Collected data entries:

- Opening Delimiter -

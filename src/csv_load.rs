// src/csv_load.rs
use chrono::{Datelike, NaiveDate};
use rust_decimal::Decimal;
use std::collections::HashSet;
use std::fs;
use std::path::Path;
use std::str::FromStr;
use tracing::{info, warn};

use crate::config::PipelineConfig;
use crate::record::{DeclaredUnit, EmployeeKey, ScheduledCode, TimesheetRecord};
use crate::AppError;

// Fixed 42-column layout of the planning export. Only the columns below are
// consumed; the remainder carry payroll details outside this pipeline.
const COL_SURNAME: usize = 0;
const COL_FIRST_NAME: usize = 1;
const COL_TEAM: usize = 2;
const COL_ORG_UNIT: usize = 3;
const COL_DATE: usize = 4;
// Column 5 is the feed's day name; the weekday is derived from the date.
const COL_HOLIDAY: usize = 6;
const COL_ON_CALL: usize = 7;
const COL_CYCLE_END: usize = 8;
const COL_SCHEDULED_CODE: usize = 9;
const COL_SCHEDULED_START: usize = 10;
const COL_SCHEDULED_END: usize = 11;
const COL_MODIFIED_CODE: usize = 12;
const COL_MODIFIED_START: usize = 13;
const COL_MODIFIED_END: usize = 14;
const COL_ACTUAL_CODE: usize = 15;
const COL_PAY_CODE: usize = 16;
const COL_VALUE: usize = 17;
const COL_UNIT: usize = 18;
const COL_TIME_START: usize = 19;
const COL_TIME_END: usize = 20;

const EXPECTED_COLUMNS: usize = 42;

const DATE_FORMAT: &str = "%d/%m/%Y";

/// Loads the semicolon-delimited, Latin-1 encoded planning export.
///
/// Rows with an unparseable date or fewer columns than the fixed layout are
/// skipped with a warning. Records sharing an (employee, day) pair are
/// deduplicated, first occurrence wins. Identity fields are not validated
/// here; classification owns that rule.
pub fn load_records(
    path: &Path,
    config: &PipelineConfig,
) -> Result<Vec<TimesheetRecord>, AppError> {
    let bytes = fs::read(path)?;
    let records = parse_records(&bytes, config)?;
    info!("Loaded {} records from {}", records.len(), path.display());
    Ok(records)
}

/// Parses the raw export bytes. Separated from [`load_records`] so the
/// parsing rules can be exercised without touching the filesystem.
pub fn parse_records(
    bytes: &[u8],
    config: &PipelineConfig,
) -> Result<Vec<TimesheetRecord>, AppError> {
    let decoded = decode_latin1(bytes);

    let mut reader = csv::ReaderBuilder::new()
        .delimiter(b';')
        .has_headers(true)
        .flexible(true)
        .from_reader(decoded.as_bytes());

    let mut records = Vec::new();
    let mut seen: HashSet<(String, NaiveDate)> = HashSet::new();
    let mut skipped_rows = 0usize;
    let mut duplicate_rows = 0usize;

    for (row_index, row) in reader.records().enumerate() {
        let row = row?;
        let line = row_index + 2; // header is line 1

        if row.len() < EXPECTED_COLUMNS {
            warn!(
                "Line {}: {} columns instead of {}; row skipped",
                line,
                row.len(),
                EXPECTED_COLUMNS
            );
            skipped_rows += 1;
            continue;
        }

        let date_cell = field(&row, COL_DATE);
        let day = match NaiveDate::parse_from_str(&date_cell, DATE_FORMAT) {
            Ok(day) => day,
            Err(_) => {
                warn!("Line {}: unparseable date '{}'; row skipped", line, date_cell);
                skipped_rows += 1;
                continue;
            }
        };

        let employee = EmployeeKey::new(
            &field(&row, COL_SURNAME),
            &field(&row, COL_FIRST_NAME),
            &field(&row, COL_TEAM),
        );

        if !seen.insert((employee.id(), day)) {
            duplicate_rows += 1;
            continue;
        }

        let record = TimesheetRecord {
            employee,
            org_unit: field(&row, COL_ORG_UNIT),
            day,
            weekday: day.weekday(),
            is_holiday: !field(&row, COL_HOLIDAY).is_empty(),
            is_on_call: !field(&row, COL_ON_CALL).is_empty(),
            is_cycle_end: !field(&row, COL_CYCLE_END).is_empty(),
            scheduled_code: parse_scheduled_code(&field(&row, COL_SCHEDULED_CODE), config),
            modified_scheduled_code: parse_scheduled_code(&field(&row, COL_MODIFIED_CODE), config),
            actual_scheduled_code: parse_scheduled_code(&field(&row, COL_ACTUAL_CODE), config),
            pay_code: optional(&row, COL_PAY_CODE),
            declared_value: parse_value(&field(&row, COL_VALUE), line),
            declared_unit: DeclaredUnit::parse(&field(&row, COL_UNIT)),
            time_start: optional(&row, COL_TIME_START),
            time_end: optional(&row, COL_TIME_END),
            scheduled_time_start: optional(&row, COL_SCHEDULED_START),
            scheduled_time_end: optional(&row, COL_SCHEDULED_END),
            modified_time_start: optional(&row, COL_MODIFIED_START),
            modified_time_end: optional(&row, COL_MODIFIED_END),
        };
        records.push(record);
    }

    if skipped_rows > 0 || duplicate_rows > 0 {
        info!(
            "Parsed {} records ({} rows skipped, {} duplicates dropped)",
            records.len(),
            skipped_rows,
            duplicate_rows
        );
    }
    Ok(records)
}

/// Latin-1 maps byte-for-byte onto the first 256 Unicode code points.
fn decode_latin1(bytes: &[u8]) -> String {
    bytes.iter().map(|&b| b as char).collect()
}

fn field(row: &csv::StringRecord, index: usize) -> String {
    row.get(index).unwrap_or("").trim().to_string()
}

fn optional(row: &csv::StringRecord, index: usize) -> Option<String> {
    let cell = field(row, index);
    if cell.is_empty() {
        None
    } else {
        Some(cell)
    }
}

fn parse_scheduled_code(cell: &str, config: &PipelineConfig) -> Option<ScheduledCode> {
    if cell == config.full_day_code {
        Some(ScheduledCode::FullDay)
    } else if cell == config.half_day_code {
        Some(ScheduledCode::HalfDay)
    } else {
        None
    }
}

/// Parses a declared quantity, normalising the feed's decimal comma.
/// An unparseable value is treated as "no value", never a failure.
fn parse_value(cell: &str, line: usize) -> Option<Decimal> {
    if cell.is_empty() {
        return None;
    }
    let normalised = cell.replace(',', ".");
    match Decimal::from_str(&normalised) {
        Ok(value) => Some(value),
        Err(_) => {
            warn!("Line {}: unparseable value '{}'; treated as empty", line, cell);
            None
        }
    }
}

- Closing Delimiter -

▶ [WORK REQUIRED]:
Each line of the records above, from the first through the one containing "const COL_HOLIDAY: usize = 6;", is to be retyped exactly; no other line belongs.

▶ [FINAL ANSWER]:
filename src/csv_load.rs
// src/csv_load.rs
use chrono::{Datelike, NaiveDate};
use rust_decimal::Decimal;
use std::collections::HashSet;
use std::fs;
use std::path::Path;
use std::str::FromStr;
use tracing::{info, warn};

use crate::config::PipelineConfig;
use crate::record::{DeclaredUnit, EmployeeKey, ScheduledCode, TimesheetRecord};
use crate::AppError;

// Fixed 42-column layout of the planning export. Only the columns below are
// consumed; the remainder carry payroll details outside this pipeline.
const COL_SURNAME: usize = 0;
const COL_FIRST_NAME: usize = 1;
const COL_TEAM: usize = 2;
const COL_ORG_UNIT: usize = 3;
const COL_DATE: usize = 4;
// Column 5 is the feed's day name; the weekday is derived from the date.
const COL_HOLIDAY: usize = 6;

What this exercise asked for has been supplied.